La conclusión es que se requiere de una política muy activa de inserción externa si queremos aprovechar economías de escala de producción y abastecimientos de bienes que no producimos ni produciremos con competitividad suficiente en el horizonte previsible. El desafío es pasar de una inserción esencialmente pasiva de apertura de mercados para productos no demasiado elaborados a una inserción activa de largo plazo, basada en la diversificación productiva intensiva en conocimiento. La tarea es empezar por establecer regalías de acceso a los recursos naturales equivalentes a su valor de mercado (al menos entre un 0,5% y un 1% del PIB) y un impuesto a los muy altos patrimonios y herencias (al menos un 0,5% del PIB), que es lo que se propone el actual Gobierno, y que deben ser inmediatamente invertidos en investigación y desarrollo tecnológico, en educación superior de alto nivel y en infraestructuras sostenibles territorialmente distribuidas de manera equilibrada. Y así acelerar la tarea de largo aliento de lograr una inserción más compleja y provechosa en las cadenas globales de valor, ampliar la base productiva endógena y obtener una remuneración adecuada del trabajo con más empleos de calidad. Mirar el ejemplo asiático es pertinente, el que los neoliberales criollos olímpicamente ignoran (se puede consultar la comparación Asia-América Latina tratada por Palma y Pincus).

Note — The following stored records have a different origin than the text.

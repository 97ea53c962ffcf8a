//! Runtime limits
//!
//! Loaded from a `kurt.toml` when the host has one; every field has a
//! default so partial files are fine:
//!
//! ```toml
//! max_depth = 2000
//! ```

use serde::Deserialize;

/// Nesting depth at which evaluation fails with stack exhaustion
pub const DEFAULT_MAX_DEPTH: usize = 10_000;

/// Stack growth parameters for deep recursion
pub const DEFAULT_STACK_RED_ZONE: usize = 128 * 1024; // 128KB remaining triggers growth
pub const DEFAULT_STACK_GROW_SIZE: usize = 4 * 1024 * 1024; // Grow by 4MB each time

#[derive(Debug, Clone, PartialEq, Eq, Deserialize)]
#[serde(default, deny_unknown_fields)]
pub struct Config {
    pub max_depth: usize,
    pub stack_red_zone: usize,
    pub stack_grow_size: usize,
}

impl Default for Config {
    fn default() -> Self {
        Config {
            max_depth: DEFAULT_MAX_DEPTH,
            stack_red_zone: DEFAULT_STACK_RED_ZONE,
            stack_grow_size: DEFAULT_STACK_GROW_SIZE,
        }
    }
}

impl Config {
    pub fn from_toml_str(source: &str) -> Result<Self, toml::de::Error> {
        toml::from_str(source)
    }

    pub fn with_max_depth(mut self, max_depth: usize) -> Self {
        self.max_depth = max_depth;
        self
    }
}

#[cfg(test)]
mod tests {
    use super::*;

    #[test]
    fn test_empty_file_is_default() {
        assert_eq!(Config::from_toml_str("").unwrap(), Config::default());
    }

    #[test]
    fn test_partial_override() {
        let config = Config::from_toml_str("max_depth = 50").unwrap();
        assert_eq!(config.max_depth, 50);
        assert_eq!(config.stack_red_zone, DEFAULT_STACK_RED_ZONE);
    }

    #[test]
    fn test_unknown_field_rejected() {
        assert!(Config::from_toml_str("depth = 1").is_err());
    }
}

Este tipo de tarea no es ni ha sido nunca fácil en ninguna parte. Precisamente por eso debe ser objeto de una estrategia consistente y persistente por parte de los poderes públicos y, de paso, no ser saboteada una y otra vez por elites miopes que conocen poco sobre cómo funciona efectivamente la economía mundial. Son las que siempre postulan, sin fundamento analítico ni histórico consistente, que es el mercado el llamado a establecer las especializaciones nacionales a partir de las dotaciones de recursos. Prefieren refugiarse en dogmas simplistas antes que observar cómo funciona el mundo real.

En efecto, los incrementos de productividad –que se han estancado desde hace una década en Chile, en la que ha gobernado predominantemente la derecha– no podrán venir de otra parte que no sea de la paciente creación de ventajas competitivas construidas y de distritos de innovación con capacidad de arrastre sobre sectores y espacios más amplios de la economía que los solos enclaves tradicionales de extracción de valor. Estos terminan por no crear una indispensable complejidad económica, no producen expansiones productivas suficientes ni tampoco un bienestar equitativo y sostenible.

La lógica de la inserción externa pasiva y del Estado mínimo y el mercado máximo, conduce a una sociedad polarizada, desigual y poco dinámica, junto a desequilibrios económicos y ambientales crecientes. Y a la postre también desemboca en crisis de orden político, como las que hemos experimentado. ¿No será hora de levantar la mirada sobre la siempre acuciante coyuntura y de trabajar por un nuevo consenso estratégico de creación progresiva de una economía más equitativa y a la vez más dinámica y de mayor complejidad, porque está basada en el conocimiento y la innovación?